I diplomi dell'IDA, emessi anche nel passato, sono sempre validi. Si tratta di adeguarli (richiedendo copia aggiornata) alla normativa che nel corso degli anni è diventata più specifica.  Da diverso tempo è stato stipulato un accordo nazionale fra IDA e ASI – Associazione Sportive Sociali Italiane (visibile sul sito dell’ASI nazionale sotto il profilo documenti). L’ASI è un ente di promozione sportiva legalmente riconosciuto dal CONI, i diplomi rilasciati da IDA sono EQUIPOLLENTI a quelli emessi direttamente dell’ente di promozione ASI, e quindi identici a quelli rilasciati da qualsiasi altro Ente di Promozione sportiva del CONI. Anche per il settore danza affinché i diplomi siano validi devono essere emessi o riconosciuti direttamente da una federazione del CONI (FSN) o da un ente di formazione sportiva riconosciuto dal Coni (EPS)

Ribadiamo, come purtroppo accade, che non è quindi sufficiente che i diplomi siano emessi  da associazioni e società sportive (ASD o SSD) che, seppur affiliate a questi enti, non abbiano con essi accordi di validità nazionale. 

Sono diversi i fattori che sottolineano la validità dei diplomi IDA/ASI, questi a partire dalla presenza della duplice firma sull’attestato: quella del presidente IDA e quella del presidente ASI. Altro punto importante che da un valore aggiunto è il rilascio del tesserino tecnico che identifichi le proprie qualifiche. Questo ne certifica sia il tesseramento per l’anno in corso (con relativa assicurazione professionale) e contemporaneamente il necessario corso periodico di aggiornamento. 

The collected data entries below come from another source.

//! Configuration management for trackip.

use anyhow::{Context, Result};
use serde::{Deserialize, Deserializer, Serialize};
use std::path::{Path, PathBuf};

/// Default configuration file, looked up in the working directory
pub const DEFAULT_CONFIG_PATH: &str = "trackip.yaml";

const EXODUS_URL: &str = "https://etip.exodus-privacy.eu.org/trackers/export";
const DISCONNECT_URL: &str =
    "https://raw.githubusercontent.com/disconnectme/disconnect-tracking-protection/master/services.json";

/// Upper bound for in-flight DNS queries
const MAX_CONCURRENCY: usize = 64;
const MAX_TIMEOUT_SECS: u64 = 60;

/// Main configuration structure
#[derive(Debug, Clone, Serialize, Deserialize, PartialEq)]
#[serde(default)]
pub struct Config {
    /// Exodus Privacy tracker export
    #[serde(deserialize_with = "exodus_source")]
    pub exodus: SourceConfig,

    /// Disconnect.me services list
    #[serde(deserialize_with = "disconnect_source")]
    pub disconnect: SourceConfig,

    /// Where and how results are written
    pub output: OutputConfig,

    /// DNS resolution settings
    pub resolver: ResolverConfig,
}

impl Default for Config {
    fn default() -> Self {
        Self {
            exodus: SourceConfig::exodus(),
            disconnect: SourceConfig::disconnect(),
            output: OutputConfig::default(),
            resolver: ResolverConfig::default(),
        }
    }
}

impl Config {
    /// Load configuration from YAML file
    pub fn load<P: AsRef<Path>>(path: P) -> Result<Self> {
        let content = std::fs::read_to_string(path.as_ref())
            .with_context(|| format!("Failed to read config file: {:?}", path.as_ref()))?;
        let config: Config = serde_yaml::from_str(&content)
            .with_context(|| format!("Failed to parse config file: {:?}", path.as_ref()))?;

        config.validate()?;

        Ok(config)
    }

    /// Load `path`, falling back to built-in defaults only when the default file is absent.
    ///
    /// An explicitly chosen config file that does not exist is an error.
    pub fn load_or_default<P: AsRef<Path>>(path: P) -> Result<Self> {
        let path = path.as_ref();
        if path == Path::new(DEFAULT_CONFIG_PATH) && !path.exists() {
            return Ok(Self::default());
        }
        Self::load(path)
    }

    /// Validate configuration values
    pub fn validate(&self) -> Result<()> {
        for (name, source) in [("exodus", &self.exodus), ("disconnect", &self.disconnect)] {
            if source.enabled && !source.url.starts_with("https://") {
                anyhow::bail!("Source '{}' URL must use HTTPS: {}", name, source.url);
            }
            if source.file.as_os_str().is_empty() {
                anyhow::bail!("Source '{}' file must not be empty", name);
            }
        }

        for (name, file) in [
            ("flat_file", &self.output.flat_file),
            ("exodus_json_file", &self.output.exodus_json_file),
            ("disconnect_json_file", &self.output.disconnect_json_file),
        ] {
            if file.as_os_str().is_empty() {
                anyhow::bail!("Output '{}' must not be empty", name);
            }
        }

        if !(1..=MAX_CONCURRENCY).contains(&self.resolver.concurrency) {
            anyhow::bail!(
                "Invalid resolver.concurrency {}. Use a value between 1 and {}",
                self.resolver.concurrency,
                MAX_CONCURRENCY
            );
        }

        if !(1..=MAX_TIMEOUT_SECS).contains(&self.resolver.timeout_secs) {
            anyhow::bail!(
                "Invalid resolver.timeout_secs {}. Use a value between 1 and {}",
                self.resolver.timeout_secs,
                MAX_TIMEOUT_SECS
            );
        }

        Ok(())
    }

    /// Save configuration to YAML file atomically
    ///
    /// Uses tempfile + rename pattern to prevent corruption on crash.
    pub fn save<P: AsRef<Path>>(&self, path: P) -> Result<()> {
        let content = serde_yaml::to_string(self).with_context(|| "Failed to serialize config")?;
        crate::aggregator::write_atomic(path.as_ref(), &content)
    }

    /// Generate default config with comments
    pub fn generate_default_yaml() -> String {
        include_str!("../templates/config.yaml").to_string()
    }
}

/// A downloadable tracker list and its local copy.
#[derive(Debug, Clone, Serialize, PartialEq, Eq)]
pub struct SourceConfig {
    pub url: String,
    /// Local file the list is downloaded to (and read from with `--offline`)
    pub file: PathBuf,
    pub enabled: bool,
}

impl SourceConfig {
    pub fn exodus() -> Self {
        Self {
            url: EXODUS_URL.to_string(),
            file: PathBuf::from("exodus_trackers.json"),
            enabled: true,
        }
    }

    pub fn disconnect() -> Self {
        Self {
            url: DISCONNECT_URL.to_string(),
            file: PathBuf::from("disconnect_me_trackers.json"),
            enabled: true,
        }
    }
}

/// Fields a config file may set on a source block; anything left out keeps the
/// source's built-in value.
#[derive(Debug, Default, Deserialize)]
#[serde(default, deny_unknown_fields)]
struct SourceOverrides {
    url: Option<String>,
    file: Option<PathBuf>,
    enabled: Option<bool>,
}

impl SourceOverrides {
    fn apply(self, base: SourceConfig) -> SourceConfig {
        SourceConfig {
            url: self.url.unwrap_or(base.url),
            file: self.file.unwrap_or(base.file),
            enabled: self.enabled.unwrap_or(base.enabled),
        }
    }
}

fn exodus_source<'de, D: Deserializer<'de>>(deserializer: D) -> Result<SourceConfig, D::Error> {
    Ok(SourceOverrides::deserialize(deserializer)?.apply(SourceConfig::exodus()))
}

fn disconnect_source<'de, D: Deserializer<'de>>(
    deserializer: D,
) -> Result<SourceConfig, D::Error> {
    Ok(SourceOverrides::deserialize(deserializer)?.apply(SourceConfig::disconnect()))
}

#[derive(Debug, Clone, Copy, Default, Serialize, Deserialize, PartialEq, Eq, clap::ValueEnum)]
#[serde(rename_all = "lowercase")]
pub enum OutputMode {
    /// One merged, numerically sorted address list across all sources
    #[default]
    Flat,
    /// Per-source JSON: tracker -> host -> addresses
    Structured,
}

#[derive(Debug, Clone, Serialize, Deserialize, PartialEq, Eq)]
#[serde(default)]
pub struct OutputConfig {
    pub mode: OutputMode,
    pub flat_file: PathBuf,
    pub exodus_json_file: PathBuf,
    pub disconnect_json_file: PathBuf,
    /// Collapse contiguous addresses of the flat list into CIDR blocks
    pub aggregate_cidrs: bool,
}

impl Default for OutputConfig {
    fn default() -> Self {
        Self {
            mode: OutputMode::Flat,
            flat_file: PathBuf::from("result_ips.txt"),
            exodus_json_file: PathBuf::from("exodus_trackers_ips.json"),
            disconnect_json_file: PathBuf::from("disconnect_me_trackers_ips.json"),
            aggregate_cidrs: false,
        }
    }
}

#[derive(Debug, Clone, Serialize, Deserialize, PartialEq, Eq)]
#[serde(default)]
pub struct ResolverConfig {
    /// Per-lookup timeout
    pub timeout_secs: u64,
    /// Number of lookups in flight; 1 resolves strictly one host at a time
    pub concurrency: usize,
}

impl Default for ResolverConfig {
    fn default() -> Self {
        Self {
            timeout_secs: crate::dns::DNS_TIMEOUT_SECS,
            concurrency: 8,
        }
    }
}
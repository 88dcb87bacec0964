//! Init command implementation.

use anyhow::{Context, Result};
use std::path::Path;
use tracing::info;

use crate::aggregator::write_atomic;
use crate::config::Config;

/// Run the init command
pub fn run(force: bool, config_path: &Path) -> Result<()> {
    if config_path.exists() && !force {
        anyhow::bail!(
            "Config file {:?} already exists (use --force to overwrite)",
            config_path
        );
    }

    write_atomic(config_path, &Config::generate_default_yaml())
        .with_context(|| format!("Failed to write config to {:?}", config_path))?;
    info!("Wrote default configuration to {:?}", config_path);

    Ok(())
}

#[cfg(test)]
mod tests {
    use super::*;

    #[test]
    fn test_init_writes_loadable_config() {
        let dir = tempfile::tempdir().unwrap();
        let path = dir.path().join("trackip.yaml");

        run(false, &path).unwrap();
        assert_eq!(Config::load(&path).unwrap(), Config::default());
    }

    #[test]
    fn test_init_refuses_overwrite() {
        let dir = tempfile::tempdir().unwrap();
        let path = dir.path().join("trackip.yaml");
        std::fs::write(&path, "resolver:\n  concurrency: 2\n").unwrap();

        assert!(run(false, &path).is_err());
        assert!(run(true, &path).is_ok());
        assert_eq!(Config::load(&path).unwrap().resolver.concurrency, 8);
    }
}
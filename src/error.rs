//! Error types for trackip.

use thiserror::Error;

#[derive(Error, Debug)]
pub enum TrackipError {
    #[error("Malformed {source_name} document: {reason}")]
    InputMalformed {
        source_name: &'static str,
        reason: String,
    },
}

impl TrackipError {
    pub fn malformed(source_name: &'static str, reason: impl Into<String>) -> Self {
        Self::InputMalformed {
            source_name,
            reason: reason.into(),
        }
    }
}

/// Why a single host lookup produced no addresses.
///
/// Never escalated past the extractors: a failed host is logged and counted as unresolved.
#[derive(Error, Debug, Clone, PartialEq, Eq)]
pub enum ResolveError {
    #[error("lookup failed: {0}")]
    Lookup(String),

    #[error("timed out after {0}s")]
    Timeout(u64),

    #[error("resolver task failed: {0}")]
    Task(String),

    #[error("empty host name")]
    EmptyHost,
}
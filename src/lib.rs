//! # trackip - Tracker host lists to IPv4 blocklist
//!
//! Converts curated lists of tracker/advertising host names into a deduplicated, numerically
//! sorted list of their public IPv4 addresses, for network-level blocking.
//!
//! ## Architecture
//!
//! ```text
//! ┌─────────────────────────────────────────────────────────────┐
//! │                        trackip                              │
//! ├─────────────────────────────────────────────────────────────┤
//! │  CLI (clap)                                                 │
//! │    └── Commands: update, resolve, check, init, version      │
//! ├─────────────────────────────────────────────────────────────┤
//! │  Config (serde_yaml)                                        │
//! ├─────────────────────────────────────────────────────────────┤
//! │  Fetcher (reqwest + rustls)                                 │
//! │    └── Exodus export, Disconnect.me services.json           │
//! ├─────────────────────────────────────────────────────────────┤
//! │  Sources                                                    │
//! │    ├── Exodus (network signature expansion)                 │
//! │    └── Disconnect.me (category/tracker/url traversal)       │
//! ├─────────────────────────────────────────────────────────────┤
//! │  DNS (Resolver trait, dns-lookup)                           │
//! │    └── Classifier: loopback/private/link-local filtering    │
//! ├─────────────────────────────────────────────────────────────┤
//! │  Aggregator                                                 │
//! │    ├── flat: merged, deduplicated, numeric order            │
//! │    └── structured: tracker -> host -> addresses (JSON)      │
//! └─────────────────────────────────────────────────────────────┘
//! ```
//!
//! ## Example Usage
//!
//! ```no_run
//! use trackip::aggregator::{merge_flat, render_flat};
//! use trackip::dns::SystemResolver;
//! use trackip::sources::exodus::{self, ExodusDocument};
//!
//! #[tokio::main]
//! async fn main() -> anyhow::Result<()> {
//!     let content = std::fs::read_to_string("exodus_trackers.json")?;
//!     let document = ExodusDocument::from_json(&content)?;
//!
//!     let resolver = SystemResolver::default();
//!     let report = exodus::extract(&document, &resolver, 8).await;
//!     println!("{}", report);
//!
//!     print!("{}", render_flat(&merge_flat(&[report])));
//!     Ok(())
//! }
//! ```
//!
//! ## Modules
//!
//! - [`aggregator`] - Merging, sorting and rendering of results
//! - [`classifier`] - Public IPv4 address predicate
//! - [`cli`] - Command-line interface definitions
//! - [`commands`] - CLI command implementations
//! - [`config`] - Configuration parsing and validation
//! - [`dns`] - Forward resolution behind the `Resolver` trait
//! - [`error`] - Error types
//! - [`fetcher`] - HTTP client for downloading tracker lists
//! - [`sources`] - Exodus and Disconnect.me extractors

pub mod aggregator;
pub mod classifier;
pub mod cli;
pub mod commands;
pub mod config;
pub mod dns;
pub mod error;
pub mod fetcher;
pub mod sources;

pub use cli::{Cli, Commands};
pub use config::Config;
pub use error::{ResolveError, TrackipError};
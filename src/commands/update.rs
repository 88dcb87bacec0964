//! Update command implementation.

use anyhow::{Context, Result};
use std::path::Path;
use tracing::{info, warn};

use crate::aggregator::{
    aggregate_cidrs, format_summary, merge_flat, render_cidrs, render_flat, render_structured,
    write_atomic,
};
use crate::config::{Config, OutputMode, SourceConfig};
use crate::dns::{Resolver, SystemResolver};
use crate::fetcher::Fetcher;
use crate::sources::disconnect::{self, DisconnectDocument};
use crate::sources::exodus::{self, ExodusDocument};
use crate::sources::SourceReport;

/// Run the update command
pub async fn run(
    mode: Option<OutputMode>,
    offline: bool,
    dry_run: bool,
    config_path: &Path,
) -> Result<()> {
    let config = Config::load_or_default(config_path)
        .with_context(|| format!("Failed to load config from {:?}", config_path))?;
    let mode = mode.unwrap_or(config.output.mode);

    if !config.exodus.enabled && !config.disconnect.enabled {
        warn!("No tracker sources enabled. Check your configuration.");
        return Ok(());
    }

    if offline {
        info!("Offline mode: using existing list files");
    } else {
        let fetcher = Fetcher::new()?;
        if config.exodus.enabled {
            fetcher
                .download_source(exodus::SOURCE_NAME, &config.exodus)
                .await?;
        }
        if config.disconnect.enabled {
            fetcher
                .download_source(disconnect::SOURCE_NAME, &config.disconnect)
                .await?;
        }
    }

    let resolver = SystemResolver::new(config.resolver.timeout_secs);
    let reports = build_reports(&config, &resolver).await?;

    let summary = if dry_run {
        info!("Dry-run mode: no output files written");
        summarize(mode, &reports)
    } else {
        write_outputs(&config, mode, &reports)?
    };

    println!();
    print!("{}", summary);

    Ok(())
}

/// Parse every enabled source from its local file and resolve its hosts.
///
/// Unreadable files and schema mismatches abort the run; per-host resolution failures
/// only show up in the counters.
pub async fn build_reports<R: Resolver + ?Sized>(
    config: &Config,
    resolver: &R,
) -> Result<Vec<SourceReport>> {
    let concurrency = config.resolver.concurrency;
    let mut reports = Vec::new();

    if config.exodus.enabled {
        let content = read_source(exodus::SOURCE_NAME, &config.exodus)?;
        let document = ExodusDocument::from_json(&content)?;
        info!("Resolving {} trackers...", exodus::SOURCE_NAME);
        reports.push(exodus::extract(&document, resolver, concurrency).await);
    }

    if config.disconnect.enabled {
        let content = read_source(disconnect::SOURCE_NAME, &config.disconnect)?;
        let document = DisconnectDocument::from_json(&content)?;
        info!("Resolving {} trackers...", disconnect::SOURCE_NAME);
        reports.push(disconnect::extract(&document, resolver, concurrency).await?);
    }

    Ok(reports)
}

fn read_source(name: &str, source: &SourceConfig) -> Result<String> {
    std::fs::read_to_string(&source.file)
        .with_context(|| format!("Failed to read {} list from {:?}", name, source.file))
}

/// Write the outputs for `mode` and return the summary text.
pub fn write_outputs(config: &Config, mode: OutputMode, reports: &[SourceReport]) -> Result<String> {
    match mode {
        OutputMode::Flat => {
            let ips = merge_flat(reports);
            let content = if config.output.aggregate_cidrs {
                let nets = aggregate_cidrs(&ips);
                info!("Aggregated {} IPs -> {} ranges", ips.len(), nets.len());
                render_cidrs(&nets)
            } else {
                render_flat(&ips)
            };
            write_atomic(&config.output.flat_file, &content)?;
            info!("Wrote {} IPs to {:?}", ips.len(), config.output.flat_file);
        }
        OutputMode::Structured => {
            for report in reports {
                let path = if report.name == exodus::SOURCE_NAME {
                    &config.output.exodus_json_file
                } else {
                    &config.output.disconnect_json_file
                };
                write_atomic(path, &render_structured(&report.trackers)?)?;
                info!(
                    "Wrote {} trackers of {} to {:?}",
                    report.trackers.len(),
                    report.name,
                    path
                );
            }
        }
    }

    Ok(summarize(mode, reports))
}

fn summarize(mode: OutputMode, reports: &[SourceReport]) -> String {
    let flat_total = match mode {
        OutputMode::Flat => Some(merge_flat(reports).len()),
        OutputMode::Structured => None,
    };
    format_summary(reports, flat_total)
}
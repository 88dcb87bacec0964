//! trackip - tracker host lists to public IPv4 blocklist
//!
//! Resolves the Exodus and Disconnect.me tracker lists into a blocklist of public IPv4 addresses.

use anyhow::Result;
use clap::Parser;
use tracing::Level;
use tracing_subscriber::FmtSubscriber;

use trackip::cli::{Cli, Commands};

#[tokio::main]
async fn main() -> Result<()> {
    let cli = Cli::parse();

    // Setup logging based on verbosity
    let log_level = if cli.verbose {
        Level::DEBUG
    } else if cli.quiet {
        Level::ERROR
    } else {
        Level::INFO
    };

    let subscriber = FmtSubscriber::builder()
        .with_max_level(log_level)
        .with_target(false)
        .with_thread_ids(false)
        .without_time()
        .finish();
    tracing::subscriber::set_global_default(subscriber)?;

    match cli.command {
        Commands::Update {
            mode,
            offline,
            dry_run,
        } => trackip::commands::update::run(mode, offline, dry_run, &cli.config).await,
        Commands::Resolve { host } => trackip::commands::resolve::run(&host, &cli.config).await,
        Commands::Check { ip } => trackip::commands::check::run(&ip),
        Commands::Init { force } => trackip::commands::init::run(force, &cli.config),
        Commands::Version => {
            println!("trackip {}", env!("CARGO_PKG_VERSION"));
            Ok(())
        }
    }
}
//! CLI argument parsing with clap.

use clap::{Parser, Subcommand};
use std::path::PathBuf;

use crate::config::{OutputMode, DEFAULT_CONFIG_PATH};

#[derive(Parser)]
#[command(name = "trackip")]
#[command(author, version, about = "Tracker host list to public IPv4 blocklist converter")]
#[command(propagate_version = true)]
pub struct Cli {
    #[command(subcommand)]
    pub command: Commands,

    /// Config file path (built-in defaults are used if the default file is missing)
    #[arg(short, long, default_value = DEFAULT_CONFIG_PATH, global = true)]
    pub config: PathBuf,

    /// Quiet mode (for cron/systemd timer)
    #[arg(short, long, global = true)]
    pub quiet: bool,

    /// Verbose mode (debug output)
    #[arg(short, long, global = true)]
    pub verbose: bool,
}

#[derive(Subcommand)]
pub enum Commands {
    /// Download tracker lists, resolve every host and write the blocklist
    Update {
        /// Output mode override (flat, structured)
        #[arg(long, value_enum)]
        mode: Option<OutputMode>,

        /// Use the previously downloaded list files instead of fetching them
        #[arg(long)]
        offline: bool,

        /// Resolve and print summaries but don't write output files
        #[arg(long)]
        dry_run: bool,
    },

    /// Resolve a single host name to its public IPv4 addresses
    Resolve {
        /// Host name to resolve
        host: String,
    },

    /// Check whether an IPv4 address is public (blockable) or discarded
    Check {
        /// IPv4 address to check
        ip: String,
    },

    /// Write a default configuration file
    Init {
        /// Overwrite an existing file
        #[arg(long)]
        force: bool,
    },

    /// Show version
    Version,
}

#[cfg(test)]
mod tests {
    use super::*;
    use clap::CommandFactory;

    #[test]
    fn test_cli_definition_is_valid() {
        Cli::command().debug_assert();
    }

    #[test]
    fn test_parse_update_flags() {
        let cli = Cli::parse_from(["trackip", "update", "--mode", "structured", "--offline", "-q"]);
        assert!(cli.quiet);
        match cli.command {
            Commands::Update {
                mode,
                offline,
                dry_run,
            } => {
                assert_eq!(mode, Some(OutputMode::Structured));
                assert!(offline);
                assert!(!dry_run);
            }
            _ => panic!("expected update"),
        }
    }

    #[test]
    fn test_default_config_path() {
        let cli = Cli::parse_from(["trackip", "version"]);
        assert_eq!(cli.config, PathBuf::from(DEFAULT_CONFIG_PATH));
    }

    #[test]
    fn test_reject_unknown_mode() {
        assert!(Cli::try_parse_from(["trackip", "update", "--mode", "csv"]).is_err());
    }
}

Nel caso di IDA sarà la associazione stessa a pagare il tesserino tecnico, che ha durata biennale, a tutti coloro che si affiliano come Soci Insegnanti IDA (tesserino tecnico e affiliazione devono, dunque, andare di pari passo). Come detto, anche i diplomi rilasciati da IDA negli anni scorsi rimangono perfettamente validi, quello che il tecnico deve fare, oltre ad associarsi a IDA per l’anno in corso, è richiedere l’eventuale aggiornamento del suo diploma con la dicitura “Danza Sportiva“ come previsto dalla normativa sulle discipline riconosciute CONI. Il nominativo entro massimo 10-15 giorni lavorativi apparirà on-line all’interno dell’Albo tecnico ASI/CONI oltre che nell’Albo Insegnanti IDA. il tesserato riceverà una e-mail in automatico in cui si attesta l’avvenuto tesseramento. Ogni passaggio è fatto dunque nella massima trasparenza e chiarezza.  Anche il tesserino tecnico riporterà l’identificazione della qualifica di “Danza sportiva”, definizione che rientra nell’elenco delle attività previste dal Coni e quindi eseguibili all’interno delle ASD. Come già detto, nei due anni di validità del tesserino tecnico, è necessario partecipare a corsi, stage o seminari di aggiornamento, perché – in base alla legge 4/2013 sulle professioni non organizzate – è previsto che i tecnici debbano effettuare aggiornamenti periodici. In caso di accertamento degli organi competenti, questi due punti – doppia firma e tesserino tecnico – risultano fondamentali ai fini della regolarità dei diplomi. 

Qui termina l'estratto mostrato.